Dan Wilson Craw, deputy director of Generation Rent, said: “During the pandemic many people who lost income were ineligible for Universal Credit because they had more than £16,000 in savings, including Lifetime ISAs which are specifically for saving a deposit for a mortgage.
“As a result they had to actually dip into those savings to pay the rent, setting back aspirations for home ownership. This announcement means that more people will be able to access Universal Credit if they lose their job, and keep their hopes of home ownership alive.”
Help to Buy ISA and Lifetime ISA
The Help to Buy ISA (closed to new applicants in 2019) allowed applicants to save up to £1,200 in the first month and then up to £200 a month after that. A 25% bonus was then added, so for every £200 saved, the government contributed £50, with a maximum saving of £12,000 and maximum bonus of £3,000.

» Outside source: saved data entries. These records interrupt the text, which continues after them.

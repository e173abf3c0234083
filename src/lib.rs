//! quill-rs: a single-owner blog served from a git checkout
//!
//! Posts are `.mdx` files with YAML front matter. The owner signs in with a
//! shared secret, edits posts in the browser and publishes them by pushing
//! to the configured git remote.

pub mod auth;
pub mod commands;
pub mod config;
pub mod content;
pub mod editor;
pub mod error;
pub mod feed;
pub mod helpers;
pub mod server;
pub mod templates;
pub mod vcs;

pub use error::{Error, Result};

use std::path::{Path, PathBuf};

/// The blog application rooted at a repository checkout
#[derive(Clone)]
pub struct Blog {
    /// Site configuration
    pub config: config::SiteConfig,
    /// Base directory (repository root)
    pub base_dir: PathBuf,
}

impl Blog {
    /// Create a blog from a directory, reading `_config.yml` when present
    /// and then the environment overlay
    pub fn new<P: AsRef<Path>>(base_dir: P) -> anyhow::Result<Self> {
        let base_dir = base_dir.as_ref().to_path_buf();
        let config_path = base_dir.join("_config.yml");

        let mut config = if config_path.exists() {
            config::SiteConfig::load(&config_path)?
        } else {
            config::SiteConfig::default()
        };
        config.apply_env();

        Ok(Self::with_config(base_dir, config))
    }

    /// Create a blog with an explicit configuration
    pub fn with_config<P: AsRef<Path>>(base_dir: P, config: config::SiteConfig) -> Self {
        Self {
            config,
            base_dir: base_dir.as_ref().to_path_buf(),
        }
    }

    /// Content store over this blog's directories
    pub fn store(&self) -> content::ContentStore {
        content::ContentStore::new(
            &self.base_dir,
            &self.config.content_dir,
            &self.config.public_dir,
        )
    }
}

The Lifetime ISA was introduced in April 2017 for people aged 18-39. It allows a maximum of £4,000 to be deposited each year, until the age of 50. This can be in a cash account or stocks and shares Lifetime ISA and means savers can put away a total of £128,000 which is matched by a maximum government bonus of £32,000 (maximum £1,000 each year).
The Lifetime ISA can be used to buy a first home up to the value of £450,000 across the UK or to save for later life.
YourMoney.com has contacted the government to ask how the LISA and Help to Buy ISA savings will be discounted from UC applications, such as whether both the saver’s contribution and the government bonus will be excluded. We’ll update this article once we hear back.